Fear was making it hard to breathe, but Sebastian slowly pulled out a chair opposite to Teague and sat down. He wasn’t sure what game they were playing, but it was his move.
“I thought I’d proven my loyalty to you already. I proved it before you even asked for it.” He reached for one of the apples Teague always kept in a bowl on the table and took a bite.
Teague regarded him in silence for another moment. “Did you prove your loyalty to me? Or did you prove that you’d do anything to stay by the princess’s side?”
Sebastian swallowed the mouthful of apple and shrugged. “Since you own the princess for the rest of her life, the distinction is hardly important. I do what you ask, and I get to live here with her. I can be loyal to you both without a conflict.”
Teague smiled. “I’m afraid that is no longer true.”
The residue of apple on his tongue turned bitter as panic tumbled through Sebastian. “What do you mean?”
His fists were clenched, but he couldn’t make himself uncurl them. Couldn’t make himself take a deep breath around the vise that was squeezing his chest.
Where was Ari?
“Jacob wanted to kill her, you know.” Teague folded up the parchment and leaned across the table. “Very bloodthirsty sort, your father. But you already knew that, didn’t you?”
He couldn’t breathe. Couldn’t think as his scars prickled and burned and the crashing sea of panic tore at him from the inside out.
It took every shred of self-control he possessed to keep his voice steady as he asked, “What does my father have to do with anything?”

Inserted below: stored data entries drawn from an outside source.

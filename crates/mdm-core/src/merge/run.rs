//! Runs one ffmpeg mux attempt under watchdog supervision.

use std::collections::VecDeque;
use std::ffi::OsString;
use std::path::Path;
use std::sync::OnceLock;
use std::time::{Duration, Instant};

use regex::Regex;
use tokio::io::{AsyncBufReadExt, BufReader};
use tokio::process::Command;
use tokio::sync::mpsc;
use tracing::{debug, warn};

use super::{MergeError, MergeProgress};
use crate::config::MergeConfig;

/// Lines of stderr kept for error reporting.
const TAIL_LINES: usize = 20;

/// Extracts the elapsed media time from an ffmpeg progress line.
///
/// ffmpeg writes lines like
/// `frame= 1234 fps=30 ... time=00:01:23.45 bitrate= ...` while muxing.
pub fn parse_time_line(line: &str) -> Option<f64> {
    static RE: OnceLock<Regex> = OnceLock::new();
    let re = RE.get_or_init(|| {
        Regex::new(r"time=(\d{2,}):(\d{2}):(\d{2}(?:\.\d+)?)").unwrap()
    });
    let caps = re.captures(line)?;
    let hours: f64 = caps.get(1)?.as_str().parse().ok()?;
    let minutes: f64 = caps.get(2)?.as_str().parse().ok()?;
    let seconds: f64 = caps.get(3)?.as_str().parse().ok()?;
    Some(hours * 3600.0 + minutes * 60.0 + seconds)
}

fn fraction_of(elapsed_media: f64, duration: Option<f64>) -> Option<f64> {
    duration
        .filter(|d| *d > 0.0)
        .map(|d| (elapsed_media / d).clamp(0.0, 1.0))
}

/// Spawns ffmpeg with `args` and supervises it until completion.
///
/// Progress is derived from `time=` stderr lines against the known media
/// duration; the watchdog tracks output file growth and stderr liveness and
/// kills a wedged process. Progress sends are best-effort.
pub async fn run_mux(
    ffmpeg_bin: &str,
    args: Vec<OsString>,
    output_path: &Path,
    duration: Option<f64>,
    budget: Duration,
    cfg: &MergeConfig,
    progress: &mpsc::Sender<MergeProgress>,
) -> Result<(), MergeError> {
    debug!(bin = ffmpeg_bin, out = %output_path.display(), "starting mux");
    let mut child = Command::new(ffmpeg_bin)
        .args(&args)
        .stdin(std::process::Stdio::null())
        .stdout(std::process::Stdio::null())
        .stderr(std::process::Stdio::piped())
        .kill_on_drop(true)
        .spawn()?;

    let stderr = child
        .stderr
        .take()
        .ok_or_else(|| std::io::Error::other("ffmpeg stderr not captured"))?;
    let mut lines = BufReader::new(stderr).lines();

    let start = Instant::now();
    let mut dog = super::watchdog::Watchdog::new(
        budget,
        Duration::from_secs(cfg.stall_floor_secs),
        Duration::from_secs(cfg.telemetry_idle_secs),
        start,
    );
    let mut ticker = tokio::time::interval(Duration::from_millis(cfg.poll_interval_ms));
    ticker.set_missed_tick_behavior(tokio::time::MissedTickBehavior::Delay);
    let mut tail: VecDeque<String> = VecDeque::with_capacity(TAIL_LINES);

    let _ = progress.try_send(MergeProgress {
        fraction: Some(0.0).filter(|_| duration.is_some()),
        elapsed_media_secs: 0.0,
    });

    loop {
        tokio::select! {
            line = lines.next_line() => {
                match line? {
                    Some(text) => {
                        let now = Instant::now();
                        dog.record_telemetry(now);
                        if let Some(elapsed) = parse_time_line(&text) {
                            let _ = progress.try_send(MergeProgress {
                                fraction: fraction_of(elapsed, duration),
                                elapsed_media_secs: elapsed,
                            });
                        }
                        if tail.len() == TAIL_LINES {
                            tail.pop_front();
                        }
                        tail.push_back(text);
                    }
                    // stderr closed: ffmpeg is finishing up.
                    None => break,
                }
            }
            _ = ticker.tick() => {
                let now = Instant::now();
                if let Ok(meta) = tokio::fs::metadata(output_path).await {
                    dog.record_output_size(meta.len(), now);
                }
                match dog.check(now) {
                    super::watchdog::Verdict::Healthy => {}
                    super::watchdog::Verdict::StallWarning(n) => {
                        warn!(out = %output_path.display(), strikes = n, "mux appears stalled");
                    }
                    super::watchdog::Verdict::Abort { stalled_for } => {
                        warn!(out = %output_path.display(), stalled_for, "killing stalled mux");
                        let _ = child.start_kill();
                        let _ = child.wait().await;
                        return Err(MergeError::Stalled { stalled_for });
                    }
                }
            }
        }
    }

    // Give the process the remaining budget to exit after closing stderr.
    let status = match tokio::time::timeout(budget, child.wait()).await {
        Ok(status) => status?,
        Err(_) => {
            let _ = child.start_kill();
            let _ = child.wait().await;
            return Err(MergeError::Stalled {
                stalled_for: budget.as_secs_f64(),
            });
        }
    };

    if !status.success() {
        let tail_text: Vec<String> = tail.into_iter().collect();
        return Err(MergeError::NonZeroExit {
            code: status.code(),
            tail: tail_text.join("\n"),
        });
    }

    let _ = progress.try_send(MergeProgress {
        fraction: Some(1.0),
        elapsed_media_secs: duration.unwrap_or(0.0),
    });
    Ok(())
}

Teague smiled. “Remarkable how alike you both are—so ruthless, so focused—and yet so different. You keep your temper, you think long-term, and you know how to organize and run a business without having to resort to using a whip to do it. That’s why I’ve been happy with my choice to make you my Kosim Thalas collector, even though I’d originally planned to offer it to your father.”
“He’s in Balavata—”
“Hardly.” Teague shoved the folded parchment into Sebastian’s hand and stood. “I recalled him the moment we found Daan’s body. It takes a while for word to travel between kingdoms, of course, but he’s here now.”
Sebastian looked wildly around the room as if his father was going to jump out of one of the cupboards, whip already lashing toward his son’s back. “Where?” His voice was a breathless shadow of its former self, but it was the best he could push past the suffocating noose of panic that was closing in on him. His scars burned, sharp jolts of phantom pain searing his skin until he could hardly stand to have his tunic touching them.
Teague brushed his coat smooth and stepped toward the door. “He’s out in the cage with the princess.”
Sebastian’s chest constricted. He shoved his chair away from the table and stood. His father—the monster who was so loyal to Teague that he’d beaten his oldest son to death on his boss’s orders—was locked in a room with Ari.
If he’d touched one hair on her head, Sebastian was going to kill him.